* Exercise prompt: Write out, word for word, the first line of the data below and every line after it through the one containing "CLI flag overrides".

* Provided information:
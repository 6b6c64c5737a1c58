//! Configuration management for `issue_tracker`.
//!
//! Configuration is resolved in layers, later layers winning:
//! - Built-in defaults
//! - YAML file (`--config <path>` or `./issue-tracker.yaml`)
//! - Environment variable overrides
//! - CLI flag overrides

use std::path::{Path, PathBuf};
use std::time::Duration;

use serde::{Deserialize, Serialize};
use thiserror::Error;

use crate::api::ApiConfig;
use crate::logging::LogFormat;

/// Config file looked up in the working directory when `--config` is absent.
pub const DEFAULT_CONFIG_FILE: &str = "issue-tracker.yaml";

pub const ENV_BIND: &str = "ISSUE_TRACKER_BIND";
pub const ENV_PORT: &str = "PORT";
pub const ENV_DATA: &str = "ISSUE_TRACKER_DATA";
pub const ENV_LOG_FORMAT: &str = "ISSUE_TRACKER_LOG_FORMAT";

/// Errors raised while resolving configuration.
#[derive(Error, Debug)]
pub enum ConfigError {
    #[error("failed to read config file {path}: {source}")]
    Read {
        path: PathBuf,
        #[source]
        source: std::io::Error,
    },

    #[error("failed to parse config file {path}: {source}")]
    Parse {
        path: PathBuf,
        #[source]
        source: serde_yaml::Error,
    },

    #[error("invalid value for {var}: {value:?}")]
    InvalidEnv { var: &'static str, value: String },
}

/// Effective server configuration.
#[derive(Debug, Clone, PartialEq, Eq, Serialize, Deserialize)]
#[serde(default, deny_unknown_fields)]
pub struct ServerConfig {
    /// Socket address to listen on.
    pub bind: String,
    /// JSONL file backing the store; in-memory only when unset.
    #[serde(skip_serializing_if = "Option::is_none")]
    pub data_path: Option<PathBuf>,
    pub log_format: LogFormat,
    #[serde(skip_serializing_if = "Option::is_none")]
    pub request_timeout_secs: Option<u64>,
    #[serde(skip_serializing_if = "Option::is_none")]
    pub concurrency_limit: Option<usize>,
}

impl Default for ServerConfig {
    fn default() -> Self {
        Self {
            bind: "0.0.0.0:3000".to_string(),
            data_path: None,
            log_format: LogFormat::Text,
            request_timeout_secs: None,
            concurrency_limit: None,
        }
    }
}

/// Values supplied on the command line.
#[derive(Debug, Clone, Default)]
pub struct CliOverrides {
    pub bind: Option<String>,
    pub data: Option<PathBuf>,
    pub log_format: Option<LogFormat>,
}

impl ServerConfig {
    /// Router limits derived from this configuration.
    #[must_use]
    pub fn api_config(&self) -> ApiConfig {
        ApiConfig {
            request_timeout: self
                .request_timeout_secs
                .filter(|secs| *secs > 0)
                .map(Duration::from_secs),
            concurrency_limit: self.concurrency_limit.filter(|limit| *limit > 0),
        }
    }

    /// Render as YAML.
    ///
    /// # Errors
    ///
    /// Returns an error if serialization fails.
    pub fn to_yaml(&self) -> Result<String, serde_yaml::Error> {
        serde_yaml::to_string(self)
    }

    fn apply_env(
        &mut self,
        env: &impl Fn(&str) -> Option<String>,
    ) -> Result<(), ConfigError> {
        if let Some(bind) = env(ENV_BIND).filter(|v| !v.trim().is_empty()) {
            self.bind = bind.trim().to_string();
        }
        if let Some(port) = env(ENV_PORT).filter(|v| !v.trim().is_empty()) {
            let port: u16 = port.trim().parse().map_err(|_| ConfigError::InvalidEnv {
                var: ENV_PORT,
                value: port.clone(),
            })?;
            self.bind = with_port(&self.bind, port);
        }
        if let Some(data) = env(ENV_DATA).filter(|v| !v.trim().is_empty()) {
            self.data_path = Some(PathBuf::from(data));
        }
        if let Some(format) = env(ENV_LOG_FORMAT).filter(|v| !v.trim().is_empty()) {
            self.log_format = match format.trim().to_ascii_lowercase().as_str() {
                "text" => LogFormat::Text,
                "json" => LogFormat::Json,
                _ => {
                    return Err(ConfigError::InvalidEnv {
                        var: ENV_LOG_FORMAT,
                        value: format,
                    });
                }
            };
        }
        Ok(())
    }

    fn apply_overrides(&mut self, overrides: &CliOverrides) {
        if let Some(bind) = &overrides.bind {
            self.bind.clone_from(bind);
        }
        if let Some(data) = &overrides.data {
            self.data_path = Some(data.clone());
        }
        if let Some(format) = overrides.log_format {
            self.log_format = format;
        }
    }
}

/// Replace the port of a `host:port` bind address.
fn with_port(bind: &str, port: u16) -> String {
    let host = bind.rsplit_once(':').map_or(bind, |(host, _)| host);
    let host = if host.is_empty() { "0.0.0.0" } else { host };
    format!("{host}:{port}")
}

fn read_file(path: &Path) -> Result<ServerConfig, ConfigError> {
    let contents = std::fs::read_to_string(path).map_err(|source| ConfigError::Read {
        path: path.to_path_buf(),
        source,
    })?;
    if contents.trim().is_empty() {
        return Ok(ServerConfig::default());
    }
    serde_yaml::from_str(&contents).map_err(|source| ConfigError::Parse {
        path: path.to_path_buf(),
        source,
    })
}

/// Load configuration from file, process environment and CLI overrides.
///
/// # Errors
///
/// Returns an error if an explicit config file is missing, any config file
/// fails to parse, or an environment value is invalid.
pub fn load(explicit: Option<&Path>, overrides: &CliOverrides) -> Result<ServerConfig, ConfigError> {
    load_with_env(explicit, overrides, |key| std::env::var(key).ok())
}

/// Like [`load`], with the environment supplied by `env`.
///
/// # Errors
///
/// See [`load`].
pub fn load_with_env(
    explicit: Option<&Path>,
    overrides: &CliOverrides,
    env: impl Fn(&str) -> Option<String>,
) -> Result<ServerConfig, ConfigError> {
    let mut config = match explicit {
        Some(path) => read_file(path)?,
        None => {
            let default_path = Path::new(DEFAULT_CONFIG_FILE);
            if default_path.is_file() {
                read_file(default_path)?
            } else {
                ServerConfig::default()
            }
        }
    };

    config.apply_env(&env)?;
    config.apply_overrides(overrides);
    tracing::debug!(?config, "Resolved configuration");
    Ok(config)
}

#[cfg(test)]
mod tests {
    use super::*;
    use std::collections::HashMap;
    use std::io::Write;
    use tempfile::NamedTempFile;

    fn no_env(_: &str) -> Option<String> {
        None
    }

    fn env_from(pairs: &[(&str, &str)]) -> impl Fn(&str) -> Option<String> {
        let map: HashMap<String, String> = pairs
            .iter()
            .map(|(k, v)| ((*k).to_string(), (*v).to_string()))
            .collect();
        move |key| map.get(key).cloned()
    }

    fn yaml_file(contents: &str) -> NamedTempFile {
        let mut file = NamedTempFile::new().unwrap();
        file.write_all(contents.as_bytes()).unwrap();
        file
    }

    #[test]
    fn test_defaults() {
        let config = ServerConfig::default();
        assert_eq!(config.bind, "0.0.0.0:3000");
        assert!(config.data_path.is_none());
        assert_eq!(config.api_config().request_timeout, None);
        assert_eq!(config.api_config().concurrency_limit, None);
    }

    #[test]
    fn test_yaml_file_layer() {
        let file = yaml_file(
            "bind: 127.0.0.1:8080\ndata_path: /tmp/issues.jsonl\nlog_format: json\nrequest_timeout_secs: 5\nconcurrency_limit: 32\n",
        );
        let config = load_with_env(Some(file.path()), &CliOverrides::default(), no_env).unwrap();
        assert_eq!(config.bind, "127.0.0.1:8080");
        assert_eq!(config.data_path, Some(PathBuf::from("/tmp/issues.jsonl")));
        assert_eq!(config.log_format, LogFormat::Json);
        assert_eq!(
            config.api_config().request_timeout,
            Some(Duration::from_secs(5))
        );
        assert_eq!(config.api_config().concurrency_limit, Some(32));
    }

    #[test]
    fn test_empty_yaml_is_default() {
        let file = yaml_file("");
        let config = load_with_env(Some(file.path()), &CliOverrides::default(), no_env).unwrap();
        assert_eq!(config, ServerConfig::default());
    }

    #[test]
    fn test_unknown_key_rejected() {
        let file = yaml_file("bnd: 1.2.3.4:1\n");
        let err = load_with_env(Some(file.path()), &CliOverrides::default(), no_env).unwrap_err();
        assert!(matches!(err, ConfigError::Parse { .. }));
    }

    #[test]
    fn test_missing_explicit_file_errors() {
        let dir = tempfile::tempdir().unwrap();
        let missing = dir.path().join("nope.yaml");
        let err = load_with_env(Some(&missing), &CliOverrides::default(), no_env).unwrap_err();
        assert!(matches!(err, ConfigError::Read { .. }));
    }

    #[test]
    fn test_env_overrides_file() {
        let file = yaml_file("bind: 127.0.0.1:8080\nlog_format: text\n");
        let env = env_from(&[
            (ENV_BIND, "10.0.0.1:9000"),
            (ENV_DATA, "/data/t.jsonl"),
            (ENV_LOG_FORMAT, "JSON"),
        ]);
        let config = load_with_env(Some(file.path()), &CliOverrides::default(), env).unwrap();
        assert_eq!(config.bind, "10.0.0.1:9000");
        assert_eq!(config.data_path, Some(PathBuf::from("/data/t.jsonl")));
        assert_eq!(config.log_format, LogFormat::Json);
    }

    #[test]
    fn test_port_env_replaces_port_only() {
        let file = yaml_file("bind: 127.0.0.1:8080\n");
        let env = env_from(&[(ENV_PORT, "4321")]);
        let config = load_with_env(Some(file.path()), &CliOverrides::default(), env).unwrap();
        assert_eq!(config.bind, "127.0.0.1:4321");
    }

    #[test]
    fn test_invalid_port_env() {
        let file = yaml_file("");
        let env = env_from(&[(ENV_PORT, "http")]);
        let err = load_with_env(Some(file.path()), &CliOverrides::default(), env).unwrap_err();
        assert!(matches!(err, ConfigError::InvalidEnv { var: ENV_PORT, .. }));
    }

    #[test]
    fn test_cli_overrides_win() {
        let file = yaml_file("bind: 127.0.0.1:8080\n");
        let env = env_from(&[(ENV_BIND, "10.0.0.1:9000")]);
        let overrides = CliOverrides {
            bind: Some("0.0.0.0:1234".into()),
            data: Some(PathBuf::from("cli.jsonl")),
            log_format: Some(LogFormat::Json),
        };
        let config = load_with_env(Some(file.path()), &overrides, env).unwrap();
        assert_eq!(config.bind, "0.0.0.0:1234");
        assert_eq!(config.data_path, Some(PathBuf::from("cli.jsonl")));
        assert_eq!(config.log_format, LogFormat::Json);
    }

    #[test]
    fn test_zero_limits_disable_layers() {
        let config = ServerConfig {
            request_timeout_secs: Some(0),
            concurrency_limit: Some(0),
            ..ServerConfig::default()
        };
        let api = config.api_config();
        assert!(api.request_timeout.is_none());
        assert!(api.concurrency_limit.is_none());
    }

    #[test]
    fn test_with_port() {
        assert_eq!(with_port("127.0.0.1:80", 81), "127.0.0.1:81");
        assert_eq!(with_port("[::1]:80", 81), "[::1]:81");
        assert_eq!(with_port("localhost", 81), "localhost:81");
        assert_eq!(with_port(":80", 81), "0.0.0.0:81");
    }

    #[test]
    fn test_yaml_output_round_trips() {
        let config = ServerConfig {
            data_path: Some(PathBuf::from("issues.jsonl")),
            ..ServerConfig::default()
        };
        let yaml = config.to_yaml().unwrap();
        assert!(yaml.contains("0.0.0.0:3000"));
        assert!(yaml.contains("log_format: text"));
        let back: ServerConfig = serde_yaml::from_str(&yaml).unwrap();
        assert_eq!(back, config);
    }
}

* Response below:
repository 6b6c64c5737a1c58
//! Configuration management for `issue_tracker`.
//!
//! Configuration is resolved in layers, later layers winning:
//! - Built-in defaults
//! - YAML file (`--config <path>` or `./issue-tracker.yaml`)
//! - Environment variable overrides
//! - CLI flag overrides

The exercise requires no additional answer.